- [Exercise] Beginning with the first line below, please restate each line exactly, down to and including the line containing "let mut addendum = String::new();".

Saved data entries
━━━━━━━━━━━━━━━━━━━━━━━━━━━━━━

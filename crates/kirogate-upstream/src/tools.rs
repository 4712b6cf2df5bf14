//! Tool and JSON-Schema processing for the upstream payload.

use kirogate_core::{GatewayError, Result};
use serde_json::{json, Map, Value};

/// Upstream rejects tool names longer than this many bytes.
pub const MAX_TOOL_NAME_BYTES: usize = 64;

#[derive(Debug, Clone, PartialEq)]
pub struct UnifiedTool {
    pub name: String,
    pub description: String,
    pub input_schema: Value,
}

/// Strip schema constructs the upstream rejects: empty `required` arrays and
/// `additionalProperties` at any nesting depth. Returns a new value; the
/// input is untouched.
pub fn sanitize_schema(schema: &Value) -> Value {
    match schema {
        Value::Object(map) => {
            let mut out = Map::with_capacity(map.len());
            for (key, value) in map {
                if key == "additionalProperties" {
                    continue;
                }
                if key == "required" && value.as_array().is_some_and(|a| a.is_empty()) {
                    continue;
                }
                out.insert(key.clone(), sanitize_schema(value));
            }
            Value::Object(out)
        }
        Value::Array(items) => Value::Array(items.iter().map(sanitize_schema).collect()),
        other => other.clone(),
    }
}

/// Move oversized tool descriptions into a system-prompt addendum.
///
/// Each tool whose description exceeds `limit` bytes gets a short reference
/// string instead; the full text is returned as a Markdown section to be
/// appended to the system prompt. `limit == 0` disables the rewrite.
pub fn process_long_descriptions(tools: &[UnifiedTool], limit: usize) -> (Vec<UnifiedTool>, String) {
    if limit == 0 {
        return (tools.to_vec(), String::new());
    }

    let mut processed = Vec::with_capacity(tools.len());
    let mut addendum = String::new();

    for tool in tools {
        if tool.description.len() > limit {
            addendum.push_str(&format!(
                "\n\n## Tool: {}\n\n{}",
                tool.name, tool.description
            ));
            processed.push(UnifiedTool {
                name: tool.name.clone(),
                description: format!(
                    "[Full documentation in system prompt under '## Tool: {}']",
                    tool.name
                ),
                input_schema: tool.input_schema.clone(),
            });
        } else {
            processed.push(tool.clone());
        }
    }

    (processed, addendum)
}

/// Reject tools whose names exceed the upstream byte limit, listing every
/// offender with its length. Never modifies the input.
pub fn validate_tool_names(tools: &[UnifiedTool]) -> Result<()> {
    let offenders: Vec<String> = tools
        .iter()
        .filter(|t| t.name.len() > MAX_TOOL_NAME_BYTES)
        .map(|t| format!("{} ({} bytes)", t.name, t.name.len()))
        .collect();

    if offenders.is_empty() {
        Ok(())
    } else {
        Err(GatewayError::ToolNameTooLong { names: offenders })
    }
}

/// Emit the upstream tool shape. Empty descriptions are replaced with a
/// generic `Tool: <name>` label (the upstream rejects blank descriptions).
pub fn convert_tools(tools: &[UnifiedTool]) -> Vec<Value> {
    tools
        .iter()
        .map(|tool| {
            let description = if tool.description.trim().is_empty() {
                format!("Tool: {}", tool.name)
            } else {
                tool.description.clone()
            };
            json!({
                "toolSpecification": {
                    "name": tool.name,
                    "description": description,
                    "inputSchema": { "json": sanitize_schema(&tool.input_schema) },
                }
            })
        })
        .collect()
}

#[cfg(test)]
mod tests {
    use super::*;

    fn tool(name: &str, description: &str) -> UnifiedTool {
        UnifiedTool {
            name: name.into(),
            description: description.into(),
            input_schema: json!({"type": "object", "properties": {}}),
        }
    }

    #[test]
    fn sanitize_removes_additional_properties_at_depth() {
        let schema = json!({
            "type": "object",
            "additionalProperties": false,
            "properties": {
                "nested": {
                    "type": "object",
                    "additionalProperties": true,
                    "properties": {
                        "leaf": {"type": "string"}
                    }
                }
            }
        });
        let cleaned = sanitize_schema(&schema);
        assert!(cleaned.get("additionalProperties").is_none());
        assert!(cleaned["properties"]["nested"]
            .get("additionalProperties")
            .is_none());
        assert_eq!(
            cleaned["properties"]["nested"]["properties"]["leaf"]["type"],
            "string"
        );
    }

    #[test]
    fn sanitize_drops_empty_required_keeps_populated() {
        let schema = json!({
            "required": [],
            "properties": {
                "inner": {"required": ["a"], "items": [{"required": []}]}
            }
        });
        let cleaned = sanitize_schema(&schema);
        assert!(cleaned.get("required").is_none());
        assert_eq!(cleaned["properties"]["inner"]["required"], json!(["a"]));
        assert!(cleaned["properties"]["inner"]["items"][0]
            .get("required")
            .is_none());
    }

    #[test]
    fn sanitize_is_idempotent() {
        let schema = json!({
            "type": "object",
            "additionalProperties": false,
            "required": [],
            "properties": {"x": {"type": "number", "required": ["y"]}}
        });
        let once = sanitize_schema(&schema);
        let twice = sanitize_schema(&once);
        assert_eq!(once, twice);
    }

    #[test]
    fn sanitize_does_not_mutate_input() {
        let schema = json!({"additionalProperties": false});
        let _ = sanitize_schema(&schema);
        assert!(schema.get("additionalProperties").is_some());
    }

    #[test]
    fn long_descriptions_move_to_addendum() {
        let long = "x".repeat(100);
        let tools = vec![tool("big_tool", &long), tool("small_tool", "short")];
        let (processed, addendum) = process_long_descriptions(&tools, 50);

        assert_eq!(
            processed[0].description,
            "[Full documentation in system prompt under '## Tool: big_tool']"
        );
        assert_eq!(processed[1].description, "short");
        assert!(addendum.contains("## Tool: big_tool"));
        assert!(addendum.contains(&long));
        assert!(!addendum.contains("small_tool"));
    }

    #[test]
    fn zero_limit_disables_rewrite() {
        let tools = vec![tool("t", &"x".repeat(10_000))];
        let (processed, addendum) = process_long_descriptions(&tools, 0);
        assert_eq!(processed[0].description.len(), 10_000);
        assert!(addendum.is_empty());
    }

    #[test]
    fn name_validation_lists_every_offender() {
        let ok = tool("fine", "d");
        let long_a = tool(&"a".repeat(70), "d");
        let long_b = tool(&"b".repeat(65), "d");
        let err = validate_tool_names(&[ok, long_a, long_b]).unwrap_err();
        match err {
            GatewayError::ToolNameTooLong { names } => {
                assert_eq!(names.len(), 2);
                assert!(names[0].contains("(70 bytes)"));
                assert!(names[1].contains("(65 bytes)"));
            }
            other => panic!("unexpected error: {other}"),
        }
    }

    #[test]
    fn name_validation_uses_bytes_not_chars() {
        // 33 two-byte characters: 33 chars, 66 bytes
        let name = "é".repeat(33);
        let err = validate_tool_names(&[tool(&name, "d")]).unwrap_err();
        assert!(matches!(err, GatewayError::ToolNameTooLong { .. }));
    }

    #[test]
    fn convert_emits_tool_specification_shape() {
        let converted = convert_tools(&[tool("get_weather", "Fetch weather")]);
        assert_eq!(
            converted[0]["toolSpecification"]["name"],
            "get_weather"
        );
        assert_eq!(
            converted[0]["toolSpecification"]["description"],
            "Fetch weather"
        );
        assert!(converted[0]["toolSpecification"]["inputSchema"]["json"].is_object());
    }

    #[test]
    fn convert_fills_empty_descriptions() {
        let converted = convert_tools(&[tool("bare", "")]);
        assert_eq!(
            converted[0]["toolSpecification"]["description"],
            "Tool: bare"
        );
    }
}
use chrono::{DateTime, Duration, Utc};

/// One refresh credential with health tracking.
///
/// `expires_at` already carries the 60-second safety margin applied when the
/// refresh response is recorded; `is_expired` therefore reports the padded
/// expiry, which is what every caller wants.
#[derive(Debug, Clone)]
pub struct TokenRecord {
    pub refresh_token: String,
    pub access_token: Option<String>,
    pub expires_at: Option<DateTime<Utc>>,
    pub is_failed: bool,
    pub failure_count: u32,
    pub last_failure: Option<DateTime<Utc>>,
    pub last_refresh: Option<DateTime<Utc>>,
    pub profile_arn: Option<String>,
}

impl TokenRecord {
    pub fn new(refresh_token: impl Into<String>) -> Self {
        Self {
            refresh_token: refresh_token.into(),
            access_token: None,
            expires_at: None,
            is_failed: false,
            failure_count: 0,
            last_failure: None,
            last_refresh: None,
            profile_arn: None,
        }
    }

    /// True when the token expires within `threshold_secs` seconds, or when
    /// no expiry information is available.
    pub fn is_expiring_soon(&self, threshold_secs: i64) -> bool {
        match self.expires_at {
            Some(at) => at <= Utc::now() + Duration::seconds(threshold_secs),
            None => true,
        }
    }

    /// True when the token is actually past its expiry (not merely expiring
    /// soon). Used for graceful degradation when a refresh fails.
    pub fn is_expired(&self) -> bool {
        match self.expires_at {
            Some(at) => Utc::now() >= at,
            None => true,
        }
    }

    /// True when the token stays valid for at least `min_secs` more seconds.
    /// Callers about to open a long stream use this.
    pub fn is_fresh_for_streaming(&self, min_secs: i64) -> bool {
        match self.expires_at {
            Some(at) => (at - Utc::now()).num_seconds() >= min_secs,
            None => false,
        }
    }

    /// Backoff applied after `failure_count` consecutive refresh failures.
    pub fn backoff(&self) -> Duration {
        match self.failure_count {
            0 => Duration::zero(),
            1 => Duration::minutes(5),
            2 => Duration::minutes(30),
            _ => Duration::hours(2),
        }
    }

    /// True when the token is failed and its backoff window has not elapsed.
    pub fn in_backoff(&self, now: DateTime<Utc>) -> bool {
        if !self.is_failed {
            return false;
        }
        match self.last_failure {
            Some(at) => now < at + self.backoff(),
            None => false,
        }
    }

    pub fn record_failure(&mut self) {
        self.is_failed = true;
        self.failure_count += 1;
        self.last_failure = Some(Utc::now());
    }

    pub fn record_success(&mut self) {
        self.is_failed = false;
        self.failure_count = 0;
        self.last_refresh = Some(Utc::now());
    }

    /// First 8 characters of the refresh token; never the full value.
    pub fn masked_refresh_token(&self) -> String {
        let prefix: String = self.refresh_token.chars().take(8).collect();
        format!("{prefix}...")
    }
}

━━━━━━━━━━━━━━━━━━━━━━━━━━━━━━

- [Written reply]
filename crates/kirogate-upstream/src/tools.rs
repository 4712b6cf2df5bf14
//! Tool and JSON-Schema processing for the upstream payload.

use kirogate_core::{GatewayError, Result};
use serde_json::{json, Map, Value};

/// Upstream rejects tool names longer than this many bytes.
pub const MAX_TOOL_NAME_BYTES: usize = 64;

#[derive(Debug, Clone, PartialEq)]
pub struct UnifiedTool {
    pub name: String,
    pub description: String,
    pub input_schema: Value,
}

/// Strip schema constructs the upstream rejects: empty `required` arrays and
/// `additionalProperties` at any nesting depth. Returns a new value; the
/// input is untouched.
pub fn sanitize_schema(schema: &Value) -> Value {
    match schema {
        Value::Object(map) => {
            let mut out = Map::with_capacity(map.len());
            for (key, value) in map {
                if key == "additionalProperties" {
                    continue;
                }
                if key == "required" && value.as_array().is_some_and(|a| a.is_empty()) {
                    continue;
                }
                out.insert(key.clone(), sanitize_schema(value));
            }
            Value::Object(out)
        }
        Value::Array(items) => Value::Array(items.iter().map(sanitize_schema).collect()),
        other => other.clone(),
    }
}

/// Move oversized tool descriptions into a system-prompt addendum.
///
/// Each tool whose description exceeds `limit` bytes gets a short reference
/// string instead; the full text is returned as a Markdown section to be
/// appended to the system prompt. `limit == 0` disables the rewrite.
pub fn process_long_descriptions(tools: &[UnifiedTool], limit: usize) -> (Vec<UnifiedTool>, String) {
    if limit == 0 {
        return (tools.to_vec(), String::new());
    }

    let mut processed = Vec::with_capacity(tools.len());
    let mut addendum = String::new();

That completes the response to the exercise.